DegenerateSupreme@lemmy.zip 3 days ago
I just gave up and pre-ordered the Light Phone 3. Anytime I truly need a mobile app, I can just use an old iPhone and a WiFi connection.
ad_on_is@lemm.ee 4 days ago
if there was something that could run android apps virtualized, I’d switch in a heartbeat
prole@lemmy.blahaj.zone 4 days ago
Waydroid?
To be clear, I haven’t used it at all and have no idea how well it works.
scribbler@lemmy.world 4 days ago
I gave it a run on Ubuntu touch with a fair phone like 8 months ago… It was still pretty rough then.
prole@lemmy.blahaj.zone 3 days ago
I remember reading recently that it’s gotten better (haven’t tried myself so don’t hold me to it). I can say that Wayland in general has come a long way since I switched to Linux ~2 years ago
PlexSheep@infosec.pub 2 days ago
Tried it on my laptop. Doesn’t work at all
prole@lemmy.blahaj.zone 2 days ago
Bummer
refurbishedrefurbisher@lemmy.sdf.org 3 days ago
There are two solutions for that. One is Waydroid, which is basically what you’re describing. Another is android_translation_layer, which is closer to WINE in that it translates API calls to more native Linux ones, although that project is still in the alpha stages.
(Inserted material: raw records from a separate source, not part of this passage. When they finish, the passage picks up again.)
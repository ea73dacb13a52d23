//! Port definitions for speech synthesis

use async_trait::async_trait;

use crate::error::SpeechError;
use crate::types::{AudioData, VoiceInfo};

/// Port for Text-to-Speech (TTS) implementations
///
/// Implementations convert agent replies into audio the telephony provider
/// can play back.
///
/// # Example
///
/// ```ignore
/// use ai_speech::TextToSpeech;
///
/// async fn voice_reply(tts: &impl TextToSpeech, text: &str) -> Result<Bytes, SpeechError> {
///     let audio = tts.synthesize(text, None).await?;
///     Ok(audio.into_data())
/// }
/// ```
#[async_trait]
pub trait TextToSpeech: Send + Sync {
    /// Convert text to speech
    ///
    /// `voice` overrides the configured default voice.
    async fn synthesize(&self, text: &str, voice: Option<&str>) -> Result<AudioData, SpeechError>;

    /// List voices available to the account
    async fn list_voices(&self) -> Result<Vec<VoiceInfo>, SpeechError>;

    /// Check if the TTS service is reachable and accepts our credentials
    async fn is_available(&self) -> bool;

    /// Get the name of the synthesis model
    fn model_name(&self) -> &str;

    /// Get the default voice ID
    fn default_voice(&self) -> &str;
}
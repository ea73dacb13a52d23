//! In-memory synthesis cache
//!
//! Holds synthesized replies until the telephony provider fetches them. Clips
//! expire after a TTL, are dropped after a fixed number of successful fetches,
//! and the oldest clips are evicted first when the store is full. Cleanup is
//! opportunistic: it runs on `register` and on `fetch`, never on a timer.

use std::{
    collections::{HashMap, VecDeque},
    fmt,
    time::Duration,
};

use application::{
    error::ApplicationError,
    ports::{ClipStats, ClipStorePort, SynthesizedAudio},
};
use domain::ClipId;
use parking_lot::Mutex;
use tokio::time::Instant;
use tracing::debug;

use crate::config::ClipConfig;

struct StoredClip {
    audio: SynthesizedAudio,
    expires_at: Instant,
    fetches: u32,
}

#[derive(Default)]
struct ClipTable {
    clips: HashMap<ClipId, StoredClip>,
    /// Registration order; may still name clips that were already removed
    order: VecDeque<ClipId>,
    registered: u64,
    served: u64,
    evicted: u64,
    misses: u64,
}

impl ClipTable {
    /// Drop expired clips from the front of the registration queue
    fn purge_expired(&mut self, now: Instant) {
        while let Some(id) = self.order.front().copied() {
            match self.clips.get(&id) {
                Some(clip) if clip.expires_at > now => break,
                Some(_) => {
                    self.clips.remove(&id);
                    self.evicted += 1;
                    self.order.pop_front();
                },
                None => {
                    self.order.pop_front();
                },
            }
        }
    }

    /// Evict the oldest clips until one more fits
    fn make_room(&mut self, max_clips: usize) {
        while self.clips.len() >= max_clips {
            let Some(id) = self.order.pop_front() else {
                break;
            };
            if self.clips.remove(&id).is_some() {
                self.evicted += 1;
            }
        }
    }
}

/// Process-local clip store guarded by a single lock
pub struct InMemoryClipStore {
    table: Mutex<ClipTable>,
    ttl: Duration,
    max_clips: usize,
    max_fetches: u32,
}

impl fmt::Debug for InMemoryClipStore {
    fn fmt(&self, f: &mut fmt::Formatter<'_>) -> fmt::Result {
        f.debug_struct("InMemoryClipStore")
            .field("held", &self.table.lock().clips.len())
            .field("ttl", &self.ttl)
            .field("max_clips", &self.max_clips)
            .field("max_fetches", &self.max_fetches)
            .finish()
    }
}

impl InMemoryClipStore {
    pub fn new(ttl: Duration, max_clips: usize, max_fetches: u32) -> Self {
        Self {
            table: Mutex::new(ClipTable::default()),
            ttl,
            max_clips: max_clips.max(1),
            max_fetches: max_fetches.max(1),
        }
    }

    pub fn from_config(config: &ClipConfig) -> Self {
        Self::new(config.ttl(), config.max_clips, config.max_fetches)
    }
}

impl Default for InMemoryClipStore {
    fn default() -> Self {
        Self::from_config(&ClipConfig::default())
    }
}

impl ClipStorePort for InMemoryClipStore {
    fn register(&self, audio: SynthesizedAudio) -> ClipId {
        let id = ClipId::new();
        let now = Instant::now();
        let size = audio.len();

        let mut table = self.table.lock();
        table.purge_expired(now);
        table.make_room(self.max_clips);
        table.clips.insert(
            id,
            StoredClip {
                audio,
                expires_at: now + self.ttl,
                fetches: 0,
            },
        );
        table.order.push_back(id);
        table.registered += 1;
        let held = table.clips.len();
        drop(table);

        debug!(clip_id = %id, bytes = size, held, "Registered clip");
        id
    }

    fn fetch(&self, id: &ClipId) -> Result<SynthesizedAudio, ApplicationError> {
        let now = Instant::now();
        let mut table = self.table.lock();

        let Some(clip) = table.clips.get_mut(id) else {
            table.misses += 1;
            return Err(ApplicationError::ClipNotFound(id.to_string()));
        };

        if clip.expires_at <= now {
            table.clips.remove(id);
            table.evicted += 1;
            table.misses += 1;
            return Err(ApplicationError::ClipNotFound(id.to_string()));
        }

        clip.fetches += 1;
        let audio = clip.audio.clone();
        let exhausted = clip.fetches >= self.max_fetches;
        table.served += 1;
        if exhausted {
            table.clips.remove(id);
        }
        drop(table);

        debug!(clip_id = %id, exhausted, "Served clip");
        Ok(audio)
    }

    fn len(&self) -> usize {
        self.table.lock().clips.len()
    }

    fn stats(&self) -> ClipStats {
        let table = self.table.lock();
        ClipStats {
            held: table.clips.len(),
            registered: table.registered,
            served: table.served,
            evicted: table.evicted,
            misses: table.misses,
        }
    }
}

#[cfg(test)]
mod tests {
    use super::*;

    fn audio(bytes: &'static [u8]) -> SynthesizedAudio {
        SynthesizedAudio::new(bytes, "audio/mpeg")
    }

    fn store(max_clips: usize, max_fetches: u32) -> InMemoryClipStore {
        InMemoryClipStore::new(Duration::from_secs(300), max_clips, max_fetches)
    }

    #[test]
    fn fetch_returns_registered_bytes() {
        let store = store(8, 2);
        let id = store.register(audio(b"b1"));

        let fetched = store.fetch(&id).unwrap();
        assert_eq!(fetched.data.as_ref(), b"b1");
        assert_eq!(fetched.content_type, "audio/mpeg");
    }

    #[test]
    fn clip_removed_after_max_fetches() {
        let store = store(8, 2);
        let id = store.register(audio(b"b1"));

        assert!(store.fetch(&id).is_ok());
        assert!(store.fetch(&id).is_ok());
        assert!(matches!(
            store.fetch(&id),
            Err(ApplicationError::ClipNotFound(_))
        ));
        assert!(store.is_empty());
    }

    #[test]
    fn unknown_clip_is_not_found() {
        let store = store(8, 2);
        let err = store.fetch(&ClipId::new()).unwrap_err();
        assert!(matches!(err, ApplicationError::ClipNotFound(_)));
        assert_eq!(store.stats().misses, 1);
    }

    #[test]
    fn oldest_clip_evicted_when_full() {
        let store = store(2, 2);
        let first = store.register(audio(b"1"));
        let second = store.register(audio(b"2"));
        let third = store.register(audio(b"3"));

        assert_eq!(store.len(), 2);
        assert!(store.fetch(&first).is_err());
        assert_eq!(store.fetch(&second).unwrap().data.as_ref(), b"2");
        assert_eq!(store.fetch(&third).unwrap().data.as_ref(), b"3");
        assert_eq!(store.stats().evicted, 1);
    }

    #[test]
    fn fetched_out_clips_free_their_slot() {
        let store = store(2, 1);
        let first = store.register(audio(b"1"));
        store.fetch(&first).unwrap();
        let second = store.register(audio(b"2"));
        let third = store.register(audio(b"3"));

        assert!(store.fetch(&second).is_ok());
        assert!(store.fetch(&third).is_ok());
        assert_eq!(store.stats().evicted, 0);
    }

    #[tokio::test(start_paused = true)]
    async fn expired_clip_is_not_found() {
        let store = InMemoryClipStore::new(Duration::from_secs(60), 8, 2);
        let id = store.register(audio(b"b1"));

        tokio::time::advance(Duration::from_secs(59)).await;
        assert!(store.fetch(&id).is_ok());

        tokio::time::advance(Duration::from_secs(2)).await;
        assert!(matches!(
            store.fetch(&id),
            Err(ApplicationError::ClipNotFound(_))
        ));
        assert_eq!(store.len(), 0);
    }

    #[tokio::test(start_paused = true)]
    async fn register_purges_expired_clips() {
        let store = InMemoryClipStore::new(Duration::from_secs(10), 8, 2);
        store.register(audio(b"old-1"));
        store.register(audio(b"old-2"));

        tokio::time::advance(Duration::from_secs(11)).await;
        let fresh = store.register(audio(b"new"));

        assert_eq!(store.len(), 1);
        assert!(store.fetch(&fresh).is_ok());
        let stats = store.stats();
        assert_eq!(stats.registered, 3);
        assert_eq!(stats.evicted, 2);
    }

    #[test]
    fn stats_track_activity() {
        let store = store(8, 2);
        let id = store.register(audio(b"x"));
        store.fetch(&id).unwrap();
        let _ = store.fetch(&ClipId::new());

        assert_eq!(
            store.stats(),
            ClipStats {
                held: 1,
                registered: 1,
                served: 1,
                evicted: 0,
                misses: 1,
            }
        );
    }

    #[test]
    fn zero_limits_are_clamped() {
        let store = InMemoryClipStore::new(Duration::from_secs(1), 0, 0);
        let id = store.register(audio(b"x"));
        assert!(store.fetch(&id).is_ok());
        assert!(store.fetch(&id).is_err());
    }

    #[test]
    fn concurrent_registration_keeps_bound() {
        let store = std::sync::Arc::new(store(16, 2));
        let handles: Vec<_> = (0..8)
            .map(|_| {
                let store = store.clone();
                std::thread::spawn(move || {
                    for _ in 0..20 {
                        store.register(audio(b"c"));
                    }
                })
            })
            .collect();
        for handle in handles {
            handle.join().unwrap();
        }

        assert_eq!(store.len(), 16);
        let stats = store.stats();
        assert_eq!(stats.registered, 160);
        assert_eq!(stats.evicted, 144);
    }
}
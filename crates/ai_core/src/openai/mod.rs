//! OpenAI-compatible chat-completions engine

mod client;

pub use client::OpenAiChatEngine;
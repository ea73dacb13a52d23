//! Configuration for inference engine

use std::fmt;

use secrecy::{ExposeSecret, SecretString};
use serde::{Deserialize, Serialize};

/// Default instructions for a phone agent
pub const DEFAULT_SYSTEM_PROMPT: &str = "You are a friendly phone agent. Your answers are \
    read aloud to a caller, so reply in one or two short, plain sentences without lists, \
    markdown, or links.";

/// Configuration for the inference engine
#[derive(Clone, Serialize, Deserialize)]
pub struct InferenceConfig {
    /// Base URL of the chat-completions API, including the version prefix
    #[serde(default = "default_base_url")]
    pub base_url: String,

    /// Bearer token (sensitive - never serialized)
    #[serde(default, skip_serializing)]
    pub api_key: Option<SecretString>,

    /// Default model to use
    #[serde(default = "default_model")]
    pub default_model: String,

    /// Request timeout in milliseconds
    #[serde(default = "default_timeout_ms")]
    pub timeout_ms: u64,

    /// Maximum tokens to generate
    #[serde(default = "default_max_tokens")]
    pub max_tokens: u32,

    /// Temperature for sampling (0.0 - 2.0)
    #[serde(default = "default_temperature")]
    pub temperature: f32,

    /// System prompt sent before the conversation
    #[serde(default = "default_system_prompt")]
    pub system_prompt: Option<String>,
}

fn default_base_url() -> String {
    "https://api.openai.com/v1".to_string()
}

fn default_model() -> String {
    "gpt-4o-mini".to_string()
}

const fn default_timeout_ms() -> u64 {
    3500
}

const fn default_max_tokens() -> u32 {
    80
}

const fn default_temperature() -> f32 {
    0.4
}

#[allow(clippy::unnecessary_wraps)]
fn default_system_prompt() -> Option<String> {
    Some(DEFAULT_SYSTEM_PROMPT.to_string())
}

impl Default for InferenceConfig {
    fn default() -> Self {
        Self {
            base_url: default_base_url(),
            api_key: None,
            default_model: default_model(),
            timeout_ms: default_timeout_ms(),
            max_tokens: default_max_tokens(),
            temperature: default_temperature(),
            system_prompt: default_system_prompt(),
        }
    }
}

impl fmt::Debug for InferenceConfig {
    fn fmt(&self, f: &mut fmt::Formatter<'_>) -> fmt::Result {
        f.debug_struct("InferenceConfig")
            .field("base_url", &self.base_url)
            .field(
                "api_key",
                &if self.api_key.is_some() {
                    Some("[REDACTED]")
                } else {
                    None
                },
            )
            .field("default_model", &self.default_model)
            .field("timeout_ms", &self.timeout_ms)
            .field("max_tokens", &self.max_tokens)
            .field("temperature", &self.temperature)
            .field("system_prompt", &self.system_prompt)
            .finish()
    }
}

impl InferenceConfig {
    /// Get the API key as a string reference (for request headers)
    #[must_use]
    pub fn api_key_str(&self) -> Option<&str> {
        self.api_key.as_ref().map(ExposeSecret::expose_secret)
    }

    /// Validate the configuration
    pub fn validate(&self) -> Result<(), String> {
        if self.base_url.trim().is_empty() {
            return Err("Inference base URL must not be empty".to_string());
        }

        if self.timeout_ms == 0 {
            return Err("Inference timeout must be greater than 0".to_string());
        }

        if self.max_tokens == 0 {
            return Err("max_tokens must be greater than 0".to_string());
        }

        if !(0.0..=2.0).contains(&self.temperature) {
            return Err(format!(
                "Temperature must be between 0.0 and 2.0, got {}",
                self.temperature
            ));
        }

        Ok(())
    }
}

#[cfg(test)]
mod tests {
    use super::*;

    #[test]
    fn default_config_targets_short_replies() {
        let config = InferenceConfig::default();
        assert_eq!(config.base_url, "https://api.openai.com/v1");
        assert_eq!(config.default_model, "gpt-4o-mini");
        assert_eq!(config.timeout_ms, 3500);
        assert_eq!(config.max_tokens, 80);
        assert!((config.temperature - 0.4).abs() < 0.01);
        assert!(config.api_key.is_none());
        assert_eq!(config.system_prompt.as_deref(), Some(DEFAULT_SYSTEM_PROMPT));
    }

    #[test]
    fn config_serialization_skips_api_key() {
        let config = InferenceConfig {
            api_key: Some(SecretString::from("sk-test")),
            ..Default::default()
        };
        let json = serde_json::to_string(&config).unwrap();
        assert!(json.contains("base_url"));
        assert!(!json.contains("sk-test"));
        assert!(!json.contains("api_key"));
    }

    #[test]
    fn config_deserialization() {
        let json = r#"{"base_url":"http://custom:8080/v1","api_key":"sk-x","default_model":"my-model"}"#;
        let config: InferenceConfig = serde_json::from_str(json).unwrap();
        assert_eq!(config.base_url, "http://custom:8080/v1");
        assert_eq!(config.default_model, "my-model");
        assert_eq!(config.api_key_str(), Some("sk-x"));
    }

    #[test]
    fn config_deserialization_with_defaults() {
        let config: InferenceConfig = serde_json::from_str("{}").unwrap();
        assert_eq!(config.max_tokens, 80);
        assert_eq!(config.timeout_ms, 3500);
    }

    #[test]
    fn debug_redacts_api_key() {
        let config = InferenceConfig {
            api_key: Some(SecretString::from("sk-secret")),
            ..Default::default()
        };
        let debug = format!("{config:?}");
        assert!(debug.contains("InferenceConfig"));
        assert!(debug.contains("[REDACTED]"));
        assert!(!debug.contains("sk-secret"));
    }

    #[test]
    fn validate_rejects_bad_values() {
        assert!(InferenceConfig::default().validate().is_ok());

        let zero_timeout = InferenceConfig {
            timeout_ms: 0,
            ..Default::default()
        };
        assert!(zero_timeout.validate().is_err());

        let hot = InferenceConfig {
            temperature: 3.0,
            ..Default::default()
        };
        assert!(hot.validate().is_err());

        let no_url = InferenceConfig {
            base_url: " ".to_string(),
            ..Default::default()
        };
        assert!(no_url.validate().is_err());
    }
}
ad_on_is@lemm.ee 3 days ago
I know about WayDroid, but never heard of ATL.
So yeah, while we have the fundamentals, we still don’t have an OS that’s stable enough as a daily driver on phones.
And this isn’t a Linux issue. It’s mostly because of proprietary drivers. GrapheneOS already has the issue that it only works on Pixel phones.
I can imagine, bringing a Linux only mobile OS to life is even harder. I wish android phones were designed in a way, that there is a driver layer and an OS layer, with standerdized APIs to simply swap the OS layer for any unix-like system.
bdonvr@thelemmy.club 3 days ago
Every one of them can, AFAIK. I have a second cheap used phone I picked up to play with Ubuntu Touch and it has a system called Waydroid for this. Not quite seamless and you’ll want to use native when possible but it does work.
SailfishOS, PostmarketOS, Mobian, etc all also can use Waydroid or a similar thing
deadcade@lemmy.deadca.de 3 days ago
I have used Waydroid, mainly with FOSS apps, and although it has some rough edges, it does often work for just having one or two Android apps functionality.
Linux on mobile as a whole isn’t daily driver ready yet in my opinion. I’ve only tried pmOS on a OP6, but that seems to be a leading project on a well-supported phone (compared to the rest).
StefanT@lemmy.world 3 days ago
Do you mean sandboxed?
ad_on_is@lemm.ee 3 days ago
not necessarily… I mean If they run under the same VM, I’d be fine with that as well…but having a sandboxed wrapper would for sure be nice.